* What you will do: Please return the lines of the data below, word for word, from the first line through the line containing "pub enum StoreCommand".

--------------------------------------------------

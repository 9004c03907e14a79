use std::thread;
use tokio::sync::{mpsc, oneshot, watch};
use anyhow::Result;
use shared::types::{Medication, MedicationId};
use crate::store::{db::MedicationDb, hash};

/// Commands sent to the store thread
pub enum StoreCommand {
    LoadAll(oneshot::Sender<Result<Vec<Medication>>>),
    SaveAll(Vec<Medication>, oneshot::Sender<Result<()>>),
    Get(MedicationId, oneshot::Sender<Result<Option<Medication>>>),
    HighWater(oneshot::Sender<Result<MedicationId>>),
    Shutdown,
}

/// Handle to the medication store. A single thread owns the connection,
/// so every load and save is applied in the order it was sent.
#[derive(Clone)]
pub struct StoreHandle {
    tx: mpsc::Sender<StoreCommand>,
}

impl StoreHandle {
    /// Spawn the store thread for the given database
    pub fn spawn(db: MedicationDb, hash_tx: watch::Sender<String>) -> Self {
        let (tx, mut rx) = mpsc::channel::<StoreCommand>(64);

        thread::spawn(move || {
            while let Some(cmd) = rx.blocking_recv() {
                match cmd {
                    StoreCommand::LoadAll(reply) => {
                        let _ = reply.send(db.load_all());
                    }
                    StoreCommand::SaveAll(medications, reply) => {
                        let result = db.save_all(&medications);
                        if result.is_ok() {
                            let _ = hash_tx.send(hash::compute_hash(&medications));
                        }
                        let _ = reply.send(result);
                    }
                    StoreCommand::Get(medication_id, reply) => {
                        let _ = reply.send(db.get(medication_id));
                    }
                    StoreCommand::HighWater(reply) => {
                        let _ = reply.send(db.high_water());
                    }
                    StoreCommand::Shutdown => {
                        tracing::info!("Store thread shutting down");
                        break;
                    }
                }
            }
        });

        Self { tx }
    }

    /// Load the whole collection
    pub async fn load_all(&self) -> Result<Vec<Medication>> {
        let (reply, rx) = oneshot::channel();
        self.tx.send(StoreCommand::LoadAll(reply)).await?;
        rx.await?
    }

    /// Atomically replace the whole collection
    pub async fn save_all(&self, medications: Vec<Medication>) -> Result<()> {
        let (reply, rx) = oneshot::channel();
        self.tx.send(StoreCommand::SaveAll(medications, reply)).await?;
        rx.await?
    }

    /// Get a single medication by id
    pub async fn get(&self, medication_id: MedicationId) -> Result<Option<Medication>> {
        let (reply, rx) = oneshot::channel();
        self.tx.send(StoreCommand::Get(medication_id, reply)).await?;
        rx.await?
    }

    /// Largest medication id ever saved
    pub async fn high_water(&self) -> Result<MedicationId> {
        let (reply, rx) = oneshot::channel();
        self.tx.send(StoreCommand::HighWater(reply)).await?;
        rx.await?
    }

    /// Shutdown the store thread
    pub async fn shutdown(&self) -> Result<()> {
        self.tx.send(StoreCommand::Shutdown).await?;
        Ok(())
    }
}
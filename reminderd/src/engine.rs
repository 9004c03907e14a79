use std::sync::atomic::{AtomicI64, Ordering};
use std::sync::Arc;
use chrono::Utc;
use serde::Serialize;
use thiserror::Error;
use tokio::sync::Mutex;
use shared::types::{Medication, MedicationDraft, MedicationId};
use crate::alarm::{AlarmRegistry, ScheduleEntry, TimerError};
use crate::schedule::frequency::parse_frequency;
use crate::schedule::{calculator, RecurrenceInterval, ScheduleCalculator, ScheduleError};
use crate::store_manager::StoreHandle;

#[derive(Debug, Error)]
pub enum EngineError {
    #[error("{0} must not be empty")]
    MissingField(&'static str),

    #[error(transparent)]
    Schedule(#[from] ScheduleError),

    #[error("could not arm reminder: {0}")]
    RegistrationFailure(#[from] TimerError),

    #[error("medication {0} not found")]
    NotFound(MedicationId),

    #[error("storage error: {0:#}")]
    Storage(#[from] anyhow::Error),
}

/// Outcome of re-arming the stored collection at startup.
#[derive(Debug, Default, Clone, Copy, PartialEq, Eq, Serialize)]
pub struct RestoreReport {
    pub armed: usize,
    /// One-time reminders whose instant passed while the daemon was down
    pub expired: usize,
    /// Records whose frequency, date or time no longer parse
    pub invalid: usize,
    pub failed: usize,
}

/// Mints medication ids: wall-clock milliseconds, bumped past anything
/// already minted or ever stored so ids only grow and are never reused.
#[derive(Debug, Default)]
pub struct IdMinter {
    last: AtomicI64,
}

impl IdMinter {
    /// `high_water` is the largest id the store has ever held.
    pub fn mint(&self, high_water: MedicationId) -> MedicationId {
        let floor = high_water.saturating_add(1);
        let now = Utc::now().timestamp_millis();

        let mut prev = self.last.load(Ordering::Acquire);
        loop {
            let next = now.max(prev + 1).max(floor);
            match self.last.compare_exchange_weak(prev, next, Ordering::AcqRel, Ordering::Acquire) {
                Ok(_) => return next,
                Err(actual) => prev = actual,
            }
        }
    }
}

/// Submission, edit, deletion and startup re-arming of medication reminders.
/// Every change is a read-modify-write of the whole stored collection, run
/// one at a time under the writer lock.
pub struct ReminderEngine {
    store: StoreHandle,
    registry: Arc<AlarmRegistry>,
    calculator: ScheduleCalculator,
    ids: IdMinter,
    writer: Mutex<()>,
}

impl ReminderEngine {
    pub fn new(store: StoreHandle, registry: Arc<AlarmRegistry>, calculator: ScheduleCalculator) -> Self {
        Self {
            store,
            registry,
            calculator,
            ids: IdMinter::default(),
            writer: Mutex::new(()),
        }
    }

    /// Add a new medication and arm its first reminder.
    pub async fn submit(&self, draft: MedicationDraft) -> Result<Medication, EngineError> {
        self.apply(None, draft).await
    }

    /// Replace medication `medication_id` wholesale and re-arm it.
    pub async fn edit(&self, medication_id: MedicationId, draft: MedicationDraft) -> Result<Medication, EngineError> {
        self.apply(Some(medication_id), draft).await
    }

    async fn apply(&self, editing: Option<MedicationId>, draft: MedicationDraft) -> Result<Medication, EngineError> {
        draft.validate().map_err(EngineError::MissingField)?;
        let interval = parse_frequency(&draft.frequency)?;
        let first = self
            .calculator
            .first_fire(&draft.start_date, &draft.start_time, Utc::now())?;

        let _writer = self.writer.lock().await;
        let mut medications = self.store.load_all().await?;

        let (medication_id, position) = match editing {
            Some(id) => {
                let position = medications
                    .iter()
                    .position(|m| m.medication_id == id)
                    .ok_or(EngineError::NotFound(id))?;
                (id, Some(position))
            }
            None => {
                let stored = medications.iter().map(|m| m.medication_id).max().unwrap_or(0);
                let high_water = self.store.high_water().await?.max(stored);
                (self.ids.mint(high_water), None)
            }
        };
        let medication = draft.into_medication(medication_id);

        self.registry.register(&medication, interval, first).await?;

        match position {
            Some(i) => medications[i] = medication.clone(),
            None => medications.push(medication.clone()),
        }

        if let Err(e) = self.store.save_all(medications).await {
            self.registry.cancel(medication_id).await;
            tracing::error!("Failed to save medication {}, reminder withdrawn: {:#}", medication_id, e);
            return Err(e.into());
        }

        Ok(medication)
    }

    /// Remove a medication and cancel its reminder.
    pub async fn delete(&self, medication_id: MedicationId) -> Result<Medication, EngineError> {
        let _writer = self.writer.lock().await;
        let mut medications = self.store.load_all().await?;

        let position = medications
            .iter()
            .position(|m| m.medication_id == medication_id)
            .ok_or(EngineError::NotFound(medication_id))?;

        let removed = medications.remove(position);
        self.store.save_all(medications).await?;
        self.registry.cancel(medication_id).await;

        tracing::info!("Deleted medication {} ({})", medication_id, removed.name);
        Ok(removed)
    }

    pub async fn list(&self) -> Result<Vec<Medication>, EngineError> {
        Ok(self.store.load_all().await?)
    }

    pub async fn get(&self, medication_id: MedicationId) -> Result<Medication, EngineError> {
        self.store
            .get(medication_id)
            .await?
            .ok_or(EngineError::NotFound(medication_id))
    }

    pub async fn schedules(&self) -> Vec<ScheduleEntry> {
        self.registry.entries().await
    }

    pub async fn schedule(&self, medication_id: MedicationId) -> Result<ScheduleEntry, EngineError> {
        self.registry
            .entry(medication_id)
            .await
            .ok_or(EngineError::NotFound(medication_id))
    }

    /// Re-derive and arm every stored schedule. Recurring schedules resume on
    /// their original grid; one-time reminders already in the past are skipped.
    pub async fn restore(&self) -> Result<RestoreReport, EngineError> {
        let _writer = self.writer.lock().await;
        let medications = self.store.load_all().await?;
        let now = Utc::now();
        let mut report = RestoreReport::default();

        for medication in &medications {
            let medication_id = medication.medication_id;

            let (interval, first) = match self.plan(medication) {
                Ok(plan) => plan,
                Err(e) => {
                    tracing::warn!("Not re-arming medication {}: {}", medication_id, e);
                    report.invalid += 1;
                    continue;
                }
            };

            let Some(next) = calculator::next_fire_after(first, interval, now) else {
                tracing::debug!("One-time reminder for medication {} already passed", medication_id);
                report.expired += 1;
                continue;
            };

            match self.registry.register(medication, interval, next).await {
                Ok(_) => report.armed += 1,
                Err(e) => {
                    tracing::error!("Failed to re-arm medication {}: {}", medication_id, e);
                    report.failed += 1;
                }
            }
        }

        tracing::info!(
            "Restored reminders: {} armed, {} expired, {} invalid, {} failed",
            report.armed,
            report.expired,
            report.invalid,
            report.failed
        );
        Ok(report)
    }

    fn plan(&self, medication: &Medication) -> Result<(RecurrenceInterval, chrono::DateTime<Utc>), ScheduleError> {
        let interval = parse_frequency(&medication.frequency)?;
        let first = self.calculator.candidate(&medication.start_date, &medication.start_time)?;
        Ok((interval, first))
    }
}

--------------------------------------------------

* Task answer:
repository 9004c03907e14a79
use std::thread;
use tokio::sync::{mpsc, oneshot, watch};
use anyhow::Result;
use shared::types::{Medication, MedicationId};
use crate::store::{db::MedicationDb, hash};

/// Commands sent to the store thread
pub enum StoreCommand {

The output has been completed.